*HOW TO COMPLETE THIS TASK:*
In the entries below, filter for the word "IndicatorType" and copy every matching line.

Stored items:
::::::::

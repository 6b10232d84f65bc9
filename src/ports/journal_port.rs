//! Position journal persistence port.

use crate::domain::error::TradetermError;
use crate::domain::journal::PositionRecord;

pub trait JournalPort {
    /// All records in insertion order. A journal that does not exist yet is empty.
    fn load(&self) -> Result<Vec<PositionRecord>, TradetermError>;

    /// Replace the stored journal with `records`.
    fn save(&self, records: &[PositionRecord]) -> Result<(), TradetermError>;
}
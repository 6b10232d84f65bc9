//! Average True Range with Wilder smoothing.
//!
//! TR[0] = high - low, TR[i] = true range against the previous close.
//! Seed is the mean of the first n TRs, then ATR = (prev * (n-1) + TR) / n.
//! Warmup: first (n-1) bars are invalid.

use crate::domain::indicator::{IndicatorPoint, IndicatorSeries, IndicatorType};
use crate::domain::ohlcv::Bar;

pub fn calculate_atr(bars: &[Bar], period: usize) -> IndicatorSeries {
    if period == 0 {
        return IndicatorSeries::empty(IndicatorType::Atr(period));
    }

    let mut points = Vec::with_capacity(bars.len());
    let mut atr = 0.0;

    for (i, bar) in bars.iter().enumerate() {
        let tr = match i {
            0 => bar.high - bar.low,
            _ => bar.true_range(bars[i - 1].close),
        };

        if i + 1 < period {
            atr += tr;
            points.push(IndicatorPoint::warmup(bar.time));
        } else if i + 1 == period {
            atr = (atr + tr) / period as f64;
            points.push(IndicatorPoint::valid(bar.time, atr));
        } else {
            atr = (atr * (period - 1) as f64 + tr) / period as f64;
            points.push(IndicatorPoint::valid(bar.time, atr));
        }
    }

    IndicatorSeries {
        indicator_type: IndicatorType::Atr(period),
        points,
    }
}

#[cfg(test)]
mod tests {
    use super::*;
    use crate::domain::indicator::test_bars::t;
    use approx::assert_relative_eq;

    fn bar(i: usize, high: f64, low: f64, close: f64) -> Bar {
        Bar {
            time: t(i),
            open: close,
            high,
            low,
            close,
        }
    }

    #[test]
    fn atr_seed_is_average() {
        let bars = vec![
            bar(0, 110.0, 100.0, 105.0),
            bar(1, 115.0, 105.0, 110.0),
            bar(2, 120.0, 110.0, 115.0),
        ];
        let series = calculate_atr(&bars, 3);
        assert!(!series.points[1].valid);
        assert_relative_eq!(series.points[2].value, 10.0);
    }

    #[test]
    fn atr_wilder_smoothing_with_gap() {
        let bars = vec![
            bar(0, 110.0, 100.0, 105.0),
            bar(1, 115.0, 105.0, 110.0),
            bar(2, 140.0, 130.0, 135.0),
        ];
        let series = calculate_atr(&bars, 2);
        // seed (10 + 10) / 2, then gap TR = 140 - 110 = 30
        assert_relative_eq!(series.points[1].value, 10.0);
        assert_relative_eq!(series.points[2].value, (10.0 + 30.0) / 2.0);
    }
}
//! SQLite bar cache.
//!
//! One row per (currency_pair, period, time). Times are stored as
//! `YYYY-MM-DD HH:MM:SS` text, which sorts chronologically.

use crate::domain::error::TradetermError;
use crate::domain::ohlcv::Bar;
use crate::domain::period::Period;
use crate::ports::bar_cache_port::{BarCache, CachedRange};
use crate::ports::config_port::ConfigPort;
use chrono::NaiveDateTime;
use r2d2::{Pool, PooledConnection};
use r2d2_sqlite::SqliteConnectionManager;
use rusqlite::params;

const TIME_FORMAT: &str = "%Y-%m-%d %H:%M:%S";

pub struct SqliteAdapter {
    pool: Pool<SqliteConnectionManager>,
}

fn pool_error(e: r2d2::Error) -> TradetermError {
    TradetermError::Database {
        reason: e.to_string(),
    }
}

fn query_error(e: rusqlite::Error) -> TradetermError {
    TradetermError::DatabaseQuery {
        reason: e.to_string(),
    }
}

fn format_time(time: NaiveDateTime) -> String {
    time.format(TIME_FORMAT).to_string()
}

fn parse_time(raw: &str) -> Result<NaiveDateTime, TradetermError> {
    NaiveDateTime::parse_from_str(raw, TIME_FORMAT).map_err(|e| TradetermError::Database {
        reason: format!("bad stored time {raw:?}: {e}"),
    })
}

impl SqliteAdapter {
    pub fn from_config(config: &dyn ConfigPort) -> Result<Self, TradetermError> {
        let db_path = config.require_string("sqlite", "path")?;
        let pool_size = config.get_count("sqlite", "pool_size", 4)?.max(1) as u32;

        let manager = SqliteConnectionManager::file(&db_path);
        let pool = Pool::builder()
            .max_size(pool_size)
            .build(manager)
            .map_err(pool_error)?;

        let adapter = Self { pool };
        adapter.initialize_schema()?;
        tracing::debug!(path = %db_path, pool_size, "bar cache opened");
        Ok(adapter)
    }

    /// Single-connection in-memory cache. Every pooled connection to
    /// `:memory:` would be a separate database.
    pub fn in_memory() -> Result<Self, TradetermError> {
        let manager = SqliteConnectionManager::memory();
        let pool = Pool::builder()
            .max_size(1)
            .build(manager)
            .map_err(pool_error)?;

        let adapter = Self { pool };
        adapter.initialize_schema()?;
        Ok(adapter)
    }

    fn conn(&self) -> Result<PooledConnection<SqliteConnectionManager>, TradetermError> {
        self.pool.get().map_err(pool_error)
    }

    pub fn initialize_schema(&self) -> Result<(), TradetermError> {
        self.conn()?
            .execute_batch(
                "CREATE TABLE IF NOT EXISTS candle_ohlc (
                    currency_pair TEXT NOT NULL,
                    period TEXT NOT NULL,
                    time TEXT NOT NULL,
                    open REAL NOT NULL,
                    high REAL NOT NULL,
                    low REAL NOT NULL,
                    close REAL NOT NULL,
                    PRIMARY KEY (currency_pair, period, time)
                );",
            )
            .map_err(query_error)
    }
}

impl BarCache for SqliteAdapter {
    fn query(
        &self,
        instrument: &str,
        period: Period,
        from: NaiveDateTime,
        to: NaiveDateTime,
    ) -> Result<Vec<Bar>, TradetermError> {
        let conn = self.conn()?;
        let mut stmt = conn
            .prepare(
                "SELECT time, open, high, low, close
                 FROM candle_ohlc
                 WHERE currency_pair = ?1 AND period = ?2 AND time >= ?3 AND time <= ?4
                 ORDER BY time ASC",
            )
            .map_err(query_error)?;

        let rows = stmt
            .query_map(
                params![instrument, period.as_str(), format_time(from), format_time(to)],
                |row| {
                    Ok((
                        row.get::<_, String>(0)?,
                        row.get::<_, f64>(1)?,
                        row.get::<_, f64>(2)?,
                        row.get::<_, f64>(3)?,
                        row.get::<_, f64>(4)?,
                    ))
                },
            )
            .map_err(query_error)?;

        let mut bars = Vec::new();
        for row in rows {
            let (time, open, high, low, close) = row.map_err(query_error)?;
            bars.push(Bar {
                time: parse_time(&time)?,
                open,
                high,
                low,
                close,
            });
        }
        Ok(bars)
    }

    fn upsert(
        &self,
        instrument: &str,
        period: Period,
        bars: &[Bar],
    ) -> Result<usize, TradetermError> {
        let mut conn = self.conn()?;
        let tx = conn.transaction().map_err(query_error)?;
        {
            let mut stmt = tx
                .prepare(
                    "INSERT OR REPLACE INTO candle_ohlc
                     (currency_pair, period, time, open, high, low, close)
                     VALUES (?1, ?2, ?3, ?4, ?5, ?6, ?7)",
                )
                .map_err(query_error)?;
            for bar in bars {
                stmt.execute(params![
                    instrument,
                    period.as_str(),
                    format_time(bar.time),
                    bar.open,
                    bar.high,
                    bar.low,
                    bar.close
                ])
                .map_err(query_error)?;
            }
        }
        tx.commit().map_err(query_error)?;
        Ok(bars.len())
    }

    fn count(&self, instrument: &str, period: Period) -> Result<usize, TradetermError> {
        let count: i64 = self
            .conn()?
            .query_row(
                "SELECT COUNT(*) FROM candle_ohlc WHERE currency_pair = ?1 AND period = ?2",
                params![instrument, period.as_str()],
                |row| row.get(0),
            )
            .map_err(query_error)?;
        Ok(count as usize)
    }

    fn ranges(&self) -> Result<Vec<CachedRange>, TradetermError> {
        let conn = self.conn()?;
        let mut stmt = conn
            .prepare(
                "SELECT currency_pair, period, MIN(time), MAX(time), COUNT(*)
                 FROM candle_ohlc
                 GROUP BY currency_pair, period
                 ORDER BY currency_pair, period",
            )
            .map_err(query_error)?;

        let rows = stmt
            .query_map([], |row| {
                Ok((
                    row.get::<_, String>(0)?,
                    row.get::<_, String>(1)?,
                    row.get::<_, String>(2)?,
                    row.get::<_, String>(3)?,
                    row.get::<_, i64>(4)?,
                ))
            })
            .map_err(query_error)?;

        let mut ranges = Vec::new();
        for row in rows {
            let (instrument, period, first, last, count) = row.map_err(query_error)?;
            let period = match period.parse::<Period>() {
                Ok(p) => p,
                Err(e) => {
                    tracing::warn!(instrument = %instrument, error = %e, "skipping unknown period in cache");
                    continue;
                }
            };
            ranges.push(CachedRange {
                instrument,
                period,
                first: parse_time(&first)?,
                last: parse_time(&last)?,
                bars: count as usize,
            });
        }
        ranges.sort_by(|a, b| (&a.instrument, a.period).cmp(&(&b.instrument, b.period)));
        Ok(ranges)
    }
}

::::::::

*SOLUTION TO THE EXERCISE:*
use crate::domain::indicator::{IndicatorPoint, IndicatorSeries, IndicatorType};
        return IndicatorSeries::empty(IndicatorType::Atr(period));
        indicator_type: IndicatorType::Atr(period),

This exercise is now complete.